Natürlich ist es bei einer so großen Bandbreite in Sachen Leistungsniveau - bedingt schon durch die unterschiedlichen Sprachkenntnisse - ein Problem, allen Schülern gerecht zu werden. Dem begegnet man etwa mit dem "offenen Anfang" ab 7.45 Uhr. Jedes Kind zeigt nacheinander seine Hausaufgaben, bekommt wenigstens für ein paar Minuten die volle Aufmerksamkeit seiner Lehrerin. Von 8.15 bis 8.30 Uhr gibt es ein gemeinsames Begrüßungsritual, bevor die Unterrichtsblöcke beginnen. Parkitny und ihre Kollegen können den normalen Stoff nicht einfach "durchziehen". Stattdessen werden Freiräume geschaffen, um in Gruppen zu arbeiten.

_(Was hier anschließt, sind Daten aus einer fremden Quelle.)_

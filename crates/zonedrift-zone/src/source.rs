//! The zone listing contract and the pagination-following enumerator.

use async_trait::async_trait;
use tracing::{debug, warn};
use zonedrift_core::{DriftError, PageToken, RecordPage, RecordSet, Result};

use crate::config::RetryConfig;

/// Read-only access to a hosted zone's paginated record listing.
///
/// One call returns one page; the provider signals continuation through
/// the page's `(next name, next type)` cursor. Implementations must not
/// mutate zone state.
#[async_trait]
pub trait ZoneSource: Send + Sync {
    /// Fetch one page of the zone's record sets, starting at `token`
    /// (or the beginning when `None`).
    async fn list_page(&self, zone_id: &str, token: Option<&PageToken>) -> Result<RecordPage>;
}

/// Retrieve the complete record set of a zone, fully materialized.
///
/// Follows the pagination cursor until the provider stops returning one.
/// A page fetch that fails with a retryable error is retried with
/// exponential backoff up to `retry.max_retries` times; exhaustion (or a
/// non-retryable failure) surfaces as [`DriftError::Enumeration`].
pub async fn enumerate(
    source: &dyn ZoneSource,
    zone_id: &str,
    retry: &RetryConfig,
) -> Result<Vec<RecordSet>> {
    let mut records = Vec::new();
    let mut token: Option<PageToken> = None;
    let mut pages = 0u32;

    loop {
        let page = fetch_page(source, zone_id, token.as_ref(), retry).await?;
        pages += 1;
        debug!(
            zone_id,
            page = pages,
            count = page.record_sets.len(),
            "fetched record page"
        );

        let next = page.next();
        records.extend(page.record_sets);

        match next {
            Some(next) => token = Some(next),
            None => break,
        }
    }

    debug!(zone_id, total = records.len(), pages, "zone enumeration complete");
    Ok(records)
}

async fn fetch_page(
    source: &dyn ZoneSource,
    zone_id: &str,
    token: Option<&PageToken>,
    retry: &RetryConfig,
) -> Result<RecordPage> {
    let mut attempt = 0u32;
    loop {
        match source.list_page(zone_id, token).await {
            Ok(page) => return Ok(page),
            Err(e) if e.is_retryable() && attempt < retry.max_retries => {
                let backoff = retry.backoff_for(attempt);
                warn!(
                    zone_id,
                    attempt,
                    backoff_ms = backoff.as_millis() as u64,
                    error = %e,
                    "transient page fetch failure, retrying"
                );
                tokio::time::sleep(backoff).await;
                attempt += 1;
            }
            Err(e) => {
                return Err(DriftError::Enumeration(format!(
                    "page fetch for zone {zone_id} failed after {attempt} retries: {e}"
                )))
            }
        }
    }
}

#[cfg(test)]
mod tests {
    use super::*;
    use std::sync::atomic::{AtomicUsize, Ordering};
    use zonedrift_core::RecordKind;

    /// Serves a fixed page sequence, failing the first `fail_first`
    /// fetches with a retryable error.
    struct ScriptedSource {
        pages: Vec<RecordPage>,
        calls: AtomicUsize,
        fail_first: usize,
    }

    impl ScriptedSource {
        fn new(pages: Vec<RecordPage>) -> Self {
            Self {
                pages,
                calls: AtomicUsize::new(0),
                fail_first: 0,
            }
        }

        fn failing_first(mut self, n: usize) -> Self {
            self.fail_first = n;
            self
        }
    }

    #[async_trait]
    impl ZoneSource for ScriptedSource {
        async fn list_page(
            &self,
            _zone_id: &str,
            token: Option<&PageToken>,
        ) -> Result<RecordPage> {
            let call = self.calls.fetch_add(1, Ordering::SeqCst);
            if call < self.fail_first {
                return Err(DriftError::Http("connection reset".into()));
            }
            let index = match token {
                None => 0,
                Some(t) => self
                    .pages
                    .iter()
                    .position(|p| {
                        p.record_sets
                            .first()
                            .is_some_and(|r| r.name == t.name && r.kind == t.kind)
                    })
                    .expect("token must point at a known page"),
            };
            Ok(self.pages[index].clone())
        }
    }

    fn ns_record(name: &str) -> RecordSet {
        RecordSet {
            name: name.into(),
            kind: RecordKind::Ns,
            values: vec!["ns1.example.net.".into()],
            alias_target: None,
        }
    }

    fn three_pages() -> Vec<RecordPage> {
        vec![
            RecordPage {
                record_sets: vec![ns_record("a.example.com."), ns_record("b.example.com.")],
                next_name: Some("c.example.com.".into()),
                next_type: Some(RecordKind::Ns),
            },
            RecordPage {
                record_sets: vec![ns_record("c.example.com."), ns_record("d.example.com.")],
                next_name: Some("e.example.com.".into()),
                next_type: Some(RecordKind::Ns),
            },
            RecordPage {
                record_sets: vec![ns_record("e.example.com.")],
                next_name: None,
                next_type: None,
            },
        ]
    }

    #[tokio::test]
    async fn concatenates_all_pages_in_order() {
        let source = ScriptedSource::new(three_pages());
        let records = enumerate(&source, "Z123", &RetryConfig::default())
            .await
            .unwrap();

        let names: Vec<_> = records.iter().map(|r| r.name.as_str()).collect();
        assert_eq!(
            names,
            vec![
                "a.example.com.",
                "b.example.com.",
                "c.example.com.",
                "d.example.com.",
                "e.example.com."
            ]
        );
        assert_eq!(source.calls.load(Ordering::SeqCst), 3);
    }

    #[tokio::test]
    async fn retries_transient_failures_then_succeeds() {
        let source = ScriptedSource::new(three_pages()).failing_first(2);
        let retry = RetryConfig::default().initial_backoff(std::time::Duration::from_millis(1));
        let records = enumerate(&source, "Z123", &retry).await.unwrap();
        assert_eq!(records.len(), 5);
        // 2 failures + 3 successful pages
        assert_eq!(source.calls.load(Ordering::SeqCst), 5);
    }

    #[tokio::test]
    async fn surfaces_fatal_error_after_exhausting_retries() {
        let source = ScriptedSource::new(three_pages()).failing_first(10);
        let retry = RetryConfig::default()
            .max_retries(2)
            .initial_backoff(std::time::Duration::from_millis(1));
        let err = enumerate(&source, "Z123", &retry).await.unwrap_err();
        assert!(matches!(err, DriftError::Enumeration(_)));
        assert_eq!(source.calls.load(Ordering::SeqCst), 3);
    }
}
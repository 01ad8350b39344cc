//! # zonedrift-cli
//!
//! Command-line front end for the zonedrift scanner.
//!
//! One invocation is one stateless scan: enumerate the configured hosted
//! zone, verify every delegation and managed-platform alias against live
//! DNS, reconcile issue-tracker tickets, publish an alert when something
//! is wrong, and print the structured report.

pub mod cli;
pub mod config;
mod run;

pub use run::run;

Eine Vorgehensweise, die auch viele Eltern zu schätzen wissen. Mit Sohn Max besucht bereits das zweite Kind von Alexandra Petry die Bachschule. Dabei wohnt die Familie auf dem Kohlhof, doch "hier werden die Kinder dort abgeholt, wo sie sind". Die Lehrer würden sich mehr Mühe mit den Schülern geben als anderswo, deshalb engagiere sie sich selbst auch als Schulelternsprecherin. Solches Lob freut natürlich Schulleiter Uwe Sander, die Augen vor den Problemen des Alltags verschließt er deshalb nicht. So sei die Schule inzwischen räumlich am Limit, für eine individuelle Förderung fehle oft der Platz. Mit Partnern wie Sportverbänden setzt der 42-Jährige auf ein starkes sportliches Angebot, um auf diesem Weg das Gemeinschaftsgefühl zu stärken. "Wir nähern uns der Belastbarkeitsgrenze", sagt Sander. Nach Schema F wollen er und sein Lehrerteam dieses Problem aber nicht lösen.